Another trend in the scientific literature is growing attention to the comparison of spatiotemporal methodologies of different classes. Early studies compared spatiotemporal specifications of a selected model with non-spatial baseline models. Vlahogianni et al. [46] were the first to compare the spatiotemporal FFNN with the spatiotemporal statistical (state-space) model. The number of studies with such comparisons was limited to eight studies until 2015, but during the last 3 years, 14 of 67 studies (21%) directly compare spatiotemporal models of different classes. Nevertheless, such comparisons were executed for different case studies (road network segments) and the findings are contradictory. Preferred spatiotemporal FSE is naturally a function of a selected methodology, topology and size of the road network, temporal resolution of traffic data, forecasting horizon, and other methodological issues, and identification of this function in the form of guidelines appears to be impossible based on the limited existing evidence.
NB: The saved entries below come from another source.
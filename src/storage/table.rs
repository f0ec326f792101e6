//! Key Table
//!
//! The key → object map of a store. Objects live in a dense slot vector and
//! a hash index maps each key to its slot:
//!
//! ```text
//!   index: HashMap<String, usize>        slots: Vec<(String, Object)>
//!   ┌──────────┬───┐                     ┌───┬──────────────────────┐
//!   │ "user:1" │ 0 │ ──────────────────▶ │ 0 │ ("user:1", Object)   │
//!   │ "user:7" │ 1 │ ──────────────────▶ │ 1 │ ("user:7", Object)   │
//!   └──────────┴───┘                     └───┴──────────────────────┘
//! ```
//!
//! Removal swaps the last slot into the hole, so every operation stays O(1)
//! and uniform random sampling is a single index draw.

use super::object::Object;
use rand::seq::index;
use rand::Rng;
use std::collections::HashMap;

/// Key → object storage with O(1) random sampling.
#[derive(Debug, Default)]
pub struct KeyTable {
    index: HashMap<String, usize>,
    slots: Vec<(String, Object)>,
}

impl KeyTable {
    pub fn new() -> Self {
        Self::default()
    }

    #[inline]
    pub fn len(&self) -> usize {
        self.slots.len()
    }

    #[inline]
    pub fn is_empty(&self) -> bool {
        self.slots.is_empty()
    }

    #[inline]
    pub fn contains_key(&self, key: &str) -> bool {
        self.index.contains_key(key)
    }

    pub fn get(&self, key: &str) -> Option<&Object> {
        self.index.get(key).map(|&slot| &self.slots[slot].1)
    }

    pub fn get_mut(&mut self, key: &str) -> Option<&mut Object> {
        match self.index.get(key) {
            Some(&slot) => Some(&mut self.slots[slot].1),
            None => None,
        }
    }

    /// Inserts or replaces the object stored under `key`, returning the old one.
    pub fn insert(&mut self, key: String, obj: Object) -> Option<Object> {
        if let Some(&slot) = self.index.get(&key) {
            return Some(std::mem::replace(&mut self.slots[slot].1, obj));
        }
        self.index.insert(key.clone(), self.slots.len());
        self.slots.push((key, obj));
        None
    }

    /// Removes `key`, returning its object.
    pub fn remove(&mut self, key: &str) -> Option<Object> {
        let slot = self.index.remove(key)?;
        let (_, obj) = self.slots.swap_remove(slot);
        if let Some((moved_key, _)) = self.slots.get(slot) {
            if let Some(moved_slot) = self.index.get_mut(moved_key.as_str()) {
                *moved_slot = slot;
            }
        }
        Some(obj)
    }

    pub fn clear(&mut self) {
        self.index.clear();
        self.slots.clear();
    }

    /// Visits every key/object pair until `f` returns `false`.
    ///
    /// The walk is finite and restartable and never mutates the table.
    pub fn all<F>(&self, mut f: F)
    where
        F: FnMut(&str, &Object) -> bool,
    {
        for (key, obj) in &self.slots {
            if !f(key, obj) {
                break;
            }
        }
    }

    /// Iterates keys in hash-index order, which is randomized per table.
    pub fn keys_unordered(&self) -> impl Iterator<Item = &str> {
        self.index.keys().map(String::as_str)
    }

    /// Draws up to `count` distinct entries uniformly at random.
    ///
    /// When the table holds no more than `count` entries, all of them are
    /// returned.
    pub fn sample<R: Rng + ?Sized>(&self, count: usize, rng: &mut R) -> Vec<(&str, &Object)> {
        if count >= self.slots.len() {
            return self.slots.iter().map(|(k, o)| (k.as_str(), o)).collect();
        }
        index::sample(rng, self.slots.len(), count)
            .into_iter()
            .map(|slot| {
                let (key, obj) = &self.slots[slot];
                (key.as_str(), obj)
            })
            .collect()
    }
}

#[cfg(test)]
mod tests {
    use super::*;
    use crate::storage::object::ObjectType;

    fn obj(v: &'static str) -> Object {
        Object::new(v, ObjectType::String)
    }

    #[test]
    fn test_insert_get_remove() {
        let mut table = KeyTable::new();
        assert!(table.insert("a".into(), obj("1")).is_none());
        assert!(table.insert("b".into(), obj("2")).is_none());
        assert!(table.insert("c".into(), obj("3")).is_none());
        assert_eq!(table.len(), 3);

        // removing a middle slot moves the last one into its place
        assert!(table.remove("a").is_some());
        assert_eq!(table.len(), 2);
        assert!(table.get("a").is_none());
        assert!(table.get("b").is_some());
        assert!(table.get("c").is_some());
        assert!(table.remove("c").is_some());
        assert!(table.remove("c").is_none());
        assert!(table.get("b").is_some());
    }

    #[test]
    fn test_insert_replaces() {
        let mut table = KeyTable::new();
        table.insert("k".into(), obj("old"));
        let old = table.insert("k".into(), obj("new")).unwrap();
        assert_eq!(old.value().as_bytes().unwrap(), "old");
        assert_eq!(table.len(), 1);
        assert_eq!(table.get("k").unwrap().value().as_bytes().unwrap(), "new");
    }

    #[test]
    fn test_all_stops_early() {
        let mut table = KeyTable::new();
        for key in ["a", "b", "c", "d"] {
            table.insert(key.into(), obj("v"));
        }
        let mut seen = 0;
        table.all(|_, _| {
            seen += 1;
            seen < 2
        });
        assert_eq!(seen, 2);

        let mut all = Vec::new();
        table.all(|k, _| {
            all.push(k.to_string());
            true
        });
        assert_eq!(all, vec!["a", "b", "c", "d"]);
    }

    #[test]
    fn test_sample() {
        let mut table = KeyTable::new();
        let mut rng = rand::thread_rng();
        assert!(table.sample(5, &mut rng).is_empty());

        table.insert("only".into(), obj("v"));
        let sample = table.sample(5, &mut rng);
        assert_eq!(sample.len(), 1);
        assert_eq!(sample[0].0, "only");

        for i in 0..100 {
            table.insert(format!("key{}", i), obj("v"));
        }
        let mut keys: Vec<&str> = table.sample(20, &mut rng).into_iter().map(|(k, _)| k).collect();
        assert_eq!(keys.len(), 20);
        keys.sort();
        keys.dedup();
        assert_eq!(keys.len(), 20);
    }
}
Development of a framework for the careful comparison of different methodologies (similar to the famous M-competitions [87]) seems extremely important for further methodological development of spatiotemporal traffic flow forecasting.
Coverage of methodologies by different FSE methodologies is not uniform. Figure 6 presents the distribution of different FSE methods over the set of methodologies.
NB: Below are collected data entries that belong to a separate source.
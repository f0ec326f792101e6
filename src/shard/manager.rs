//! Shard Manager
//!
//! Splits the keyspace across a fixed set of shards and supervises their
//! loops. Keys are routed by a stable hash:
//!
//! ```text
//!   "user:1" ──hash──▶ 0x9f3c..  % N ──▶ shard 3 ──▶ ShardThread ──▶ Store
//! ```
//!
//! The shard count is fixed for the lifetime of the manager, so a key always
//! lands on the same shard.

use super::thread::ShardThread;
use crate::config::{Config, MAX_SHARDS};
use crate::error::ShardError;
use crate::storage::{new_strategy, Store};
use std::future::Future;
use std::hash::{DefaultHasher, Hash, Hasher};
use std::sync::Arc;
use tokio::signal;
use tokio::sync::{mpsc, watch};
use tokio::task::JoinSet;
use tracing::{debug, error, info, warn};

/// Maps `key` to a shard index in `0..shard_count`.
#[inline]
pub fn shard_index(key: &str, shard_count: usize) -> usize {
    let mut hasher = DefaultHasher::new();
    key.hash(&mut hasher);
    (hasher.finish() as usize) % shard_count.max(1)
}

/// One partition of the keyspace.
#[derive(Debug, Clone)]
pub struct Shard {
    id: usize,
    thread: Arc<ShardThread>,
}

impl Shard {
    pub fn id(&self) -> usize {
        self.id
    }

    pub fn thread(&self) -> &Arc<ShardThread> {
        &self.thread
    }
}

#[derive(Debug)]
pub struct ShardManager {
    shards: Vec<Shard>,
    error_tx: mpsc::UnboundedSender<ShardError>,
}

impl ShardManager {
    /// Creates `shard_count` shards, each with its own store and eviction
    /// strategy sized to an even share of `config.keys_limit`.
    ///
    /// Shard failures are reported on `error_tx` while [`run`](Self::run) is
    /// active.
    pub fn new(
        shard_count: usize,
        config: &Config,
        error_tx: mpsc::UnboundedSender<ShardError>,
    ) -> Self {
        let shard_count = shard_count.clamp(1, MAX_SHARDS);
        let store_config = config.store_config(shard_count);

        let shards = (0..shard_count)
            .map(|id| {
                let strategy = new_strategy(config.eviction_policy, &store_config);
                let thread = ShardThread::new(
                    id,
                    store_config,
                    strategy,
                    config.shard_cron_frequency,
                    config.shard_request_buffer,
                );
                Shard {
                    id,
                    thread: Arc::new(thread),
                }
            })
            .collect();

        info!(
            shards = shard_count,
            keys_per_shard = store_config.keys_limit,
            policy = %config.eviction_policy,
            "Shard manager initialized"
        );

        Self { shards, error_tx }
    }

    pub fn shard_count(&self) -> usize {
        self.shards.len()
    }

    pub fn get_shard(&self, id: usize) -> Option<&Shard> {
        self.shards.get(id)
    }

    /// The shard owning `key`.
    pub fn get_shard_for_key(&self, key: &str) -> &Shard {
        &self.shards[shard_index(key, self.shards.len())]
    }

    pub fn shards(&self) -> &[Shard] {
        &self.shards
    }

    /// Routes `f` to the shard owning `key` and runs it there.
    pub async fn execute<F, R>(&self, key: &str, f: F) -> Result<R, ShardError>
    where
        F: FnOnce(&mut Store) -> R + Send + 'static,
        R: Send + 'static,
    {
        self.get_shard_for_key(key).thread.execute(f).await
    }

    /// Starts every shard and waits until all of them have stopped.
    ///
    /// Shards stop when `shutdown` turns `true` (or its sender is dropped),
    /// or when the process receives SIGINT or SIGTERM. A shard that fails or
    /// panics is reported on the error channel as soon as it happens; the
    /// others keep running.
    pub async fn run(&self, shutdown: watch::Receiver<bool>) {
        self.run_until(shutdown_signal(shutdown)).await
    }

    /// Like [`run`](Self::run), but stops the shards once `stop` completes.
    pub async fn run_until<F>(&self, stop: F)
    where
        F: Future<Output = ()>,
    {
        let (stop_tx, stop_rx) = watch::channel(false);
        let mut supervisors = JoinSet::new();

        for shard in &self.shards {
            let shard_id = shard.id;
            let task = tokio::spawn(Arc::clone(&shard.thread).start(stop_rx.clone()));
            let error_tx = self.error_tx.clone();

            supervisors.spawn(async move {
                let failure = match task.await {
                    Ok(Ok(())) => None,
                    Ok(Err(err)) => {
                        error!(shard_id, error = %err, "Shard exited with an error");
                        Some(err)
                    }
                    Err(join_err) if join_err.is_panic() => {
                        error!(shard_id, "Shard panicked");
                        Some(ShardError::Panicked { shard_id })
                    }
                    Err(_) => {
                        warn!(shard_id, "Shard task was cancelled");
                        Some(ShardError::Stopped { shard_id })
                    }
                };
                if let Some(err) = failure {
                    let _ = error_tx.send(err);
                }
            });
        }

        info!(shards = self.shards.len(), "All shards started");

        tokio::select! {
            _ = stop => info!("Stopping shards..."),
            _ = async { while supervisors.join_next().await.is_some() {} } => {}
        }

        let _ = stop_tx.send(true);
        while supervisors.join_next().await.is_some() {}

        info!("All shards stopped");
    }
}

/// Completes when `shutdown` turns `true` or loses its sender, or when an
/// interrupt or termination signal arrives.
async fn shutdown_signal(mut shutdown: watch::Receiver<bool>) {
    let cancelled = async {
        let _ = shutdown.wait_for(|stop| *stop).await;
    };

    let interrupt = async {
        if let Err(err) = signal::ctrl_c().await {
            warn!(error = %err, "Failed to listen for interrupt signal");
            std::future::pending::<()>().await;
        }
    };

    #[cfg(unix)]
    let terminate = async {
        match signal::unix::signal(signal::unix::SignalKind::terminate()) {
            Ok(mut sigterm) => {
                sigterm.recv().await;
            }
            Err(err) => {
                warn!(error = %err, "Failed to listen for termination signal");
                std::future::pending::<()>().await;
            }
        }
    };

    #[cfg(not(unix))]
    let terminate = std::future::pending::<()>();

    tokio::select! {
        _ = cancelled => debug!("Shutdown requested"),
        _ = interrupt => info!("Interrupt signal received"),
        _ = terminate => info!("Termination signal received"),
    }
}

#[cfg(test)]
mod tests {
    use super::*;
    use crate::config::EvictionPolicy;
    use crate::shard::{ShardHook, ShardState};
    use crate::storage::{Object, ObjectType, PutOptions, StoreConfig};
    use proptest::prelude::*;
    use std::sync::atomic::{AtomicUsize, Ordering};
    use std::time::Duration;
    use tokio::sync::oneshot;
    use tokio_test::assert_ok;

    fn test_config(keys_limit: usize) -> Config {
        Config {
            keys_limit,
            eviction_policy: EvictionPolicy::AllKeysLru,
            shard_cron_frequency: Duration::from_millis(10),
            ..Default::default()
        }
    }

    #[test]
    fn test_new_splits_keys_limit() {
        let (tx, _rx) = mpsc::unbounded_channel();
        let manager = ShardManager::new(4, &test_config(10), tx);
        assert_eq!(manager.shard_count(), 4);
        for (i, shard) in manager.shards().iter().enumerate() {
            assert_eq!(shard.id(), i);
            let limit = shard
                .thread()
                .with_store_rlock(|store| store.config().keys_limit);
            assert_eq!(limit, 3);
        }
        assert!(manager.get_shard(4).is_none());
    }

    #[test]
    fn test_shard_count_is_clamped() {
        let (tx, _rx) = mpsc::unbounded_channel();
        assert_eq!(ShardManager::new(0, &test_config(10), tx.clone()).shard_count(), 1);
        assert_eq!(
            ShardManager::new(MAX_SHARDS + 10, &test_config(10), tx).shard_count(),
            MAX_SHARDS
        );
    }

    #[tokio::test]
    async fn test_execute_routes_to_owning_shard() {
        let (tx, _rx) = mpsc::unbounded_channel();
        let manager = Arc::new(ShardManager::new(8, &test_config(1_000), tx));
        let (shutdown_tx, shutdown_rx) = watch::channel(false);
        let runner = tokio::spawn({
            let manager = Arc::clone(&manager);
            async move { manager.run(shutdown_rx).await }
        });

        for i in 0..64 {
            let key = format!("user:{}", i);
            let owned = key.clone();
            assert_ok!(
                manager
                    .execute(&key, move |store| {
                        store.put(owned, Object::new("v", ObjectType::String), PutOptions::default())
                    })
                    .await
            );
        }

        for i in 0..64 {
            let key = format!("user:{}", i);
            let owner = manager.get_shard_for_key(&key).id();
            for shard in manager.shards() {
                let found = shard
                    .thread()
                    .with_store_lock(|store| store.get_no_touch(&key).is_some());
                assert_eq!(found, shard.id() == owner, "{} on shard {}", key, shard.id());
            }
        }

        shutdown_tx.send(true).unwrap();
        runner.await.unwrap();
    }

    #[tokio::test]
    async fn test_panic_is_reported_and_isolated() {
        let (tx, mut rx) = mpsc::unbounded_channel();
        let manager = Arc::new(ShardManager::new(4, &test_config(1_000), tx));
        let (shutdown_tx, shutdown_rx) = watch::channel(false);
        let runner = tokio::spawn({
            let manager = Arc::clone(&manager);
            async move { manager.run(shutdown_rx).await }
        });

        let doomed = manager.get_shard_for_key("doomed").id();
        let survivor = (0..100)
            .map(|i| format!("other:{}", i))
            .find(|key| manager.get_shard_for_key(key).id() != doomed)
            .unwrap();

        let result = manager.execute("doomed", |_| -> () { panic!("boom") }).await;
        assert!(matches!(result, Err(ShardError::Stopped { .. })));

        let reported = tokio::time::timeout(Duration::from_secs(1), rx.recv())
            .await
            .unwrap()
            .unwrap();
        assert!(matches!(reported, ShardError::Panicked { shard_id } if shard_id == doomed));

        assert_ok!(manager.execute(&survivor, |store| store.key_count()).await);
        assert!(manager.execute("doomed", |store| store.key_count()).await.is_err());

        shutdown_tx.send(true).unwrap();
        runner.await.unwrap();
    }

    struct FlushCounter(Arc<AtomicUsize>);

    impl ShardHook for FlushCounter {
        fn on_cleanup(&self, _shard_id: usize, _store: &Store) -> anyhow::Result<()> {
            self.0.fetch_add(1, Ordering::SeqCst);
            Ok(())
        }
    }

    #[tokio::test]
    async fn test_stop_signal_drains_every_shard() {
        let flushed = Arc::new(AtomicUsize::new(0));
        let (error_tx, mut error_rx) = mpsc::unbounded_channel();
        let shards = (0..3)
            .map(|id| {
                let config = StoreConfig::default();
                let strategy = new_strategy(EvictionPolicy::AllKeysLru, &config);
                let thread = ShardThread::new(id, config, strategy, Duration::from_millis(10), 16)
                    .with_hook(Box::new(FlushCounter(Arc::clone(&flushed))));
                Shard {
                    id,
                    thread: Arc::new(thread),
                }
            })
            .collect();
        let manager = Arc::new(ShardManager { shards, error_tx });

        // stands in for SIGTERM
        let (signal_tx, signal_rx) = oneshot::channel::<()>();
        let runner = tokio::spawn({
            let manager = Arc::clone(&manager);
            async move {
                manager
                    .run_until(async {
                        let _ = signal_rx.await;
                    })
                    .await
            }
        });

        assert_ok!(manager.execute("k", |store| store.key_count()).await);
        signal_tx.send(()).unwrap();
        runner.await.unwrap();

        assert_eq!(flushed.load(Ordering::SeqCst), 3);
        for shard in manager.shards() {
            assert_eq!(shard.thread().state(), ShardState::Stopped);
        }
        assert!(error_rx.try_recv().is_err());
    }

    #[tokio::test]
    async fn test_run_stops_when_shutdown_sender_dropped() {
        let (tx, _rx) = mpsc::unbounded_channel();
        let manager = ShardManager::new(2, &test_config(100), tx);
        let (shutdown_tx, shutdown_rx) = watch::channel(false);
        drop(shutdown_tx);

        tokio::time::timeout(Duration::from_secs(1), manager.run(shutdown_rx))
            .await
            .unwrap();
        assert!(manager
            .shards()
            .iter()
            .all(|shard| shard.thread().state() == ShardState::Stopped));
    }

    proptest! {
        #[test]
        fn prop_routing_is_deterministic(key in ".{0,32}", count in 1usize..=MAX_SHARDS) {
            let first = shard_index(&key, count);
            prop_assert!(first < count);
            prop_assert_eq!(first, shard_index(&key, count));
        }
    }
}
The diagram presents a wide range of uncovered areas that can be considered as potential research directions. Note that not all weakly covered areas make sense or would be considered fruitful for future studies; therefore, we primarily note a lack of general guidelines for selecting spatiotemporal FSE methods.
Exogenous feature filtering is the most widely used approach in almost all forecasting methodologies, except in the SVR, DBN and tensor decomposition models. The use of other FSE methods for DBN and tensor decomposition models is naturally explained by their structure, but the significant number of SVR applications with non-exogenous FSE can be speculatively explained by the significant improvement of empirical results obtained by applying FSE methods from other groups. This conclusion is also supported by the growing total share of non-exogenous FSE, as presented in Fig. 4.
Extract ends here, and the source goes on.